Performing Relay Passes Non-Recursively

Recently, a number of more complex models (LSTMs in my case) have run into segmentation faults in Relay optimization passes. This is primarily due to the fact that current passes are written recursively, and very deep traversals of the graph can run into Stack overflow problems.

This issue has been discussed a number of times, notably here:

and in the v0.7 roadmap

In order to support this use case, I’ve done a POC for a non-recursive Graph Visitor and Rewriter in this PR: https://github.com/apache/incubator-tvm/pull/4886

There are two main classes: PostOrderGraphVisitor, which inherits from ExprFunctor and provides a non-recursive Graph Traversal with an optional visitation function (similar to the current PostOrderVisit function), and ExprRewriter, which inherits from ExprMutator but overrides the recursive behavior, instead relying on PostOrderGraphVisitor to provide iteration ordering.

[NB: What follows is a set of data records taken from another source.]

//! Subcommand implementations.

pub mod analyse;
pub mod init;
pub mod output;
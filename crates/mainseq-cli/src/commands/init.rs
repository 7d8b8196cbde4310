//! Init command implementation.

use anyhow::{bail, Result};
use std::path::Path;

const CONFIG_FILE: &str = "mainseq.toml";

const DEFAULT_CONFIG: &str = r#"# mainseq configuration

[analyzer]
# Module root, relative to the working directory (holds go.mod)
root = "."

# Glob patterns, relative to the module root, left out of discovery
exclude = [
    # "internal/mocks/**",
    # "**/*.pb.go",
]

# Files read or parsed at the same time (default: number of CPUs)
# max_concurrency = 8

[output]
# text, json or compact
format = "text"

# Decimals shown for each score (0-6)
precision = 1

# Colored text table
color = true
"#;

/// Runs the init command.
pub fn run(force: bool) -> Result<()> {
    let config_path = Path::new(CONFIG_FILE);
    write_config(config_path, force)?;

    println!("Created {CONFIG_FILE}");
    println!("\nNext steps:");
    println!("  1. Edit {CONFIG_FILE} to exclude generated code");
    println!("  2. Run: mainseq analyse");

    Ok(())
}

fn write_config(path: &Path, force: bool) -> Result<()> {
    if path.exists() && !force {
        bail!(
            "Configuration file already exists at {}. Use --force to overwrite.",
            path.display()
        );
    }
    std::fs::write(path, DEFAULT_CONFIG)?;
    Ok(())
}

#[cfg(test)]
mod tests {
    use super::*;
    use mainseq_core::Config;
    use tempfile::TempDir;

    #[test]
    fn template_is_a_valid_config() {
        let config = Config::parse(DEFAULT_CONFIG).unwrap();
        config.validate().unwrap();
        assert_eq!(config.output.format, "text");
        assert!(config.analyzer.exclude.is_empty());
        assert!(config.analyzer.max_concurrency.is_none());
    }

    #[test]
    fn refuses_to_overwrite_without_force() {
        let tmp = TempDir::new().unwrap();
        let path = tmp.path().join(CONFIG_FILE);
        std::fs::write(&path, "# mine\n").unwrap();

        assert!(write_config(&path, false).is_err());
        assert_eq!(std::fs::read_to_string(&path).unwrap(), "# mine\n");

        write_config(&path, true).unwrap();
        assert_eq!(std::fs::read_to_string(&path).unwrap(), DEFAULT_CONFIG);
    }
}
//! File reading seam.

use std::path::Path;

/// Reads source bytes for the scanner.
pub trait SourceReader: Send + Sync {
    /// Returns the full content of `path`.
    ///
    /// # Errors
    ///
    /// Returns the underlying IO error if the file cannot be read.
    fn read(&self, path: &Path) -> std::io::Result<Vec<u8>>;
}

/// Reads straight from the filesystem.
#[derive(Debug, Clone, Copy, Default)]
pub struct FsReader;

impl SourceReader for FsReader {
    fn read(&self, path: &Path) -> std::io::Result<Vec<u8>> {
        std::fs::read(path)
    }
}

As a Proof of Concept, I change the ForwardRewriter passes to use the new classes. The main advantage of this design is that it maintains much of the same API as the current ExprMutator/ExprVisitor, so updating passes to use the new infrastructure is relatively simple.

There is some argument to made that a more direct break between the current behavior and the the non-recursive behavior might be in order, so I’d like to get input from the broader community.

Thanks!

cc @tqchen @jroesch

3 Likes

This should work for TVM IR as well, once we unify IR infra, right?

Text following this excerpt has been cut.